**Instructions to follow:**
Repeat the lines below exactly as written, please, from the line with "every parameter change." to the line with "3x debt-to-income heuristic.", both lines included, and no others.

[Stored data entries]
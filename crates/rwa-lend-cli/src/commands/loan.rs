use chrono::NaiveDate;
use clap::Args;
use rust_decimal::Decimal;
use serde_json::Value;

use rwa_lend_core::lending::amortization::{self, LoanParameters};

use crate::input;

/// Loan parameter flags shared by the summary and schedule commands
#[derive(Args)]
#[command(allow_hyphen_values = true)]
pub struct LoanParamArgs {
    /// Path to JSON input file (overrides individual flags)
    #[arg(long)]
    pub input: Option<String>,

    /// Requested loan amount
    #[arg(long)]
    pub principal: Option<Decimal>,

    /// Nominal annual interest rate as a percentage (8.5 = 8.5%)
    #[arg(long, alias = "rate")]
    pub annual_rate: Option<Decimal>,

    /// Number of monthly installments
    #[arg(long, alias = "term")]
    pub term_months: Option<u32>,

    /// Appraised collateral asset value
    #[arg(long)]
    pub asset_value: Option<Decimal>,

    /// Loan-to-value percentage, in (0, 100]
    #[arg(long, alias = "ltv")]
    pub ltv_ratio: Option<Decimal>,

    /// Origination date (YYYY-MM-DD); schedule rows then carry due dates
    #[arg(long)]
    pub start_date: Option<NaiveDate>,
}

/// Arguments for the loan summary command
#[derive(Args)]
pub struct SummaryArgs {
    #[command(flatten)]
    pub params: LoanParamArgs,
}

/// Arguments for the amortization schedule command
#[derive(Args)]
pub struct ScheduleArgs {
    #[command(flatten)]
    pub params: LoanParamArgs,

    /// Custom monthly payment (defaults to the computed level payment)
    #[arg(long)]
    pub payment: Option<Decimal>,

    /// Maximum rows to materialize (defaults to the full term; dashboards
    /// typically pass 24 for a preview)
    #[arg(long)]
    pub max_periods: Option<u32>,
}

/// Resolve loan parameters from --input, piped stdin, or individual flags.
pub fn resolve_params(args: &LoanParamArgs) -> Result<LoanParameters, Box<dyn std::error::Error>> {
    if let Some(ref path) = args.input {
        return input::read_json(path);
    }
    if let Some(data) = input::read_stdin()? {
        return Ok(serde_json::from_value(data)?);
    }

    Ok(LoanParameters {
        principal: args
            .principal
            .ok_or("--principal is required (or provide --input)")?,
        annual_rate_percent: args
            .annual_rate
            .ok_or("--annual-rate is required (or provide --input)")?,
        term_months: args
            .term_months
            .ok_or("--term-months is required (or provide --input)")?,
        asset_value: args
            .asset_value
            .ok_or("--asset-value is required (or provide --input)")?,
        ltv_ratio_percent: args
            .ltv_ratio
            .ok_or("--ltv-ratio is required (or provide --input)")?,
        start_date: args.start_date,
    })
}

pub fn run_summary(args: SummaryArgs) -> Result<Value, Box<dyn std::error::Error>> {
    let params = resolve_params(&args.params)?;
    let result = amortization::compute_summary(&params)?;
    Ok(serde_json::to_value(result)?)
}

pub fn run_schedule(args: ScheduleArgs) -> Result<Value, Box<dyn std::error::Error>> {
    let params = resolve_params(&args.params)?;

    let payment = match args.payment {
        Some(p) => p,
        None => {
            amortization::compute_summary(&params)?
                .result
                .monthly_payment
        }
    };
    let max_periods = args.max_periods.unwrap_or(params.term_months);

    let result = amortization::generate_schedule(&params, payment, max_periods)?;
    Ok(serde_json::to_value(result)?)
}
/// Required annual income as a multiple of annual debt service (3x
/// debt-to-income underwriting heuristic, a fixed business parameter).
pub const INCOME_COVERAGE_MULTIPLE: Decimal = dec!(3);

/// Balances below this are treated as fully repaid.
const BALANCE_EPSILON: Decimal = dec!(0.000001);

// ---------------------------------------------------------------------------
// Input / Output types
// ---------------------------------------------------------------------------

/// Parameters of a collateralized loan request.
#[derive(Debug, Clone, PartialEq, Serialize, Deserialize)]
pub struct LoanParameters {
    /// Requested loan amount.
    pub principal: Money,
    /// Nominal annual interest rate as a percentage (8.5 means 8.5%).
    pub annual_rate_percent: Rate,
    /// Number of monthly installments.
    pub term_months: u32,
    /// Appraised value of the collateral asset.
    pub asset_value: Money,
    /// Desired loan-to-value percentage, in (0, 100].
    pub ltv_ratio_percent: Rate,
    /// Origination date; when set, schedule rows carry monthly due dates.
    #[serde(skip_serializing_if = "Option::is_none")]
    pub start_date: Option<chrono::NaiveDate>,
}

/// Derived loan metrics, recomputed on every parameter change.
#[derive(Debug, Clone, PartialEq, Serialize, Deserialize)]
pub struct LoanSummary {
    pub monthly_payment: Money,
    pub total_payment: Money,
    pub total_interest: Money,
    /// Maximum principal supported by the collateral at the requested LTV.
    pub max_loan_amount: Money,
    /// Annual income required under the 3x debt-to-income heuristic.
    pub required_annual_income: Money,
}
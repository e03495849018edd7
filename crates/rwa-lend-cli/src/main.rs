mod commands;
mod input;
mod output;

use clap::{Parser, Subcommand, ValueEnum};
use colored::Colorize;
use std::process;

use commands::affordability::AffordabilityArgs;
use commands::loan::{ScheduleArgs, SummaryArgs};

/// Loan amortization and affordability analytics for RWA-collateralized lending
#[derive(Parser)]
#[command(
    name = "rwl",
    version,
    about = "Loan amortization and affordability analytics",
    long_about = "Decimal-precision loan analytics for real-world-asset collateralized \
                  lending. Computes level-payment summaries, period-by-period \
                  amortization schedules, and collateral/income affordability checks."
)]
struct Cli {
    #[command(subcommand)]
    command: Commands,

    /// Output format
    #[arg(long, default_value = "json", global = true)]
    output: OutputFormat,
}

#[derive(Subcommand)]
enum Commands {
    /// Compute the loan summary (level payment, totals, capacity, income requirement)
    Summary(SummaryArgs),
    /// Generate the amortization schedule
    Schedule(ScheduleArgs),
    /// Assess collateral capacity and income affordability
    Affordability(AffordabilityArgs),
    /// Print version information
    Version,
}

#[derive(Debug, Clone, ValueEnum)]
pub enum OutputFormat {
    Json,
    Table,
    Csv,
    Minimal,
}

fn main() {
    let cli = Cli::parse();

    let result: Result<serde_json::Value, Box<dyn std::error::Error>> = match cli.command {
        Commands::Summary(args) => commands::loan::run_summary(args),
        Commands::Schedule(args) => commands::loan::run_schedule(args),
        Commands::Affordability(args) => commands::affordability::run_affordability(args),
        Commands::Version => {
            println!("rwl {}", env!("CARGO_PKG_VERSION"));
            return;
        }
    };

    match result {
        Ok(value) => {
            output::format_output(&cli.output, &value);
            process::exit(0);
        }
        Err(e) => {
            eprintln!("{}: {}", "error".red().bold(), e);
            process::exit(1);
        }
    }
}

**Output of the exercise:**
/// Derived loan metrics, recomputed on every parameter change.
#[derive(Debug, Clone, PartialEq, Serialize, Deserialize)]
pub struct LoanSummary {
    pub monthly_payment: Money,
    pub total_payment: Money,
    pub total_interest: Money,
    /// Maximum principal supported by the collateral at the requested LTV.
    pub max_loan_amount: Money,
    /// Annual income required under the 3x debt-to-income heuristic.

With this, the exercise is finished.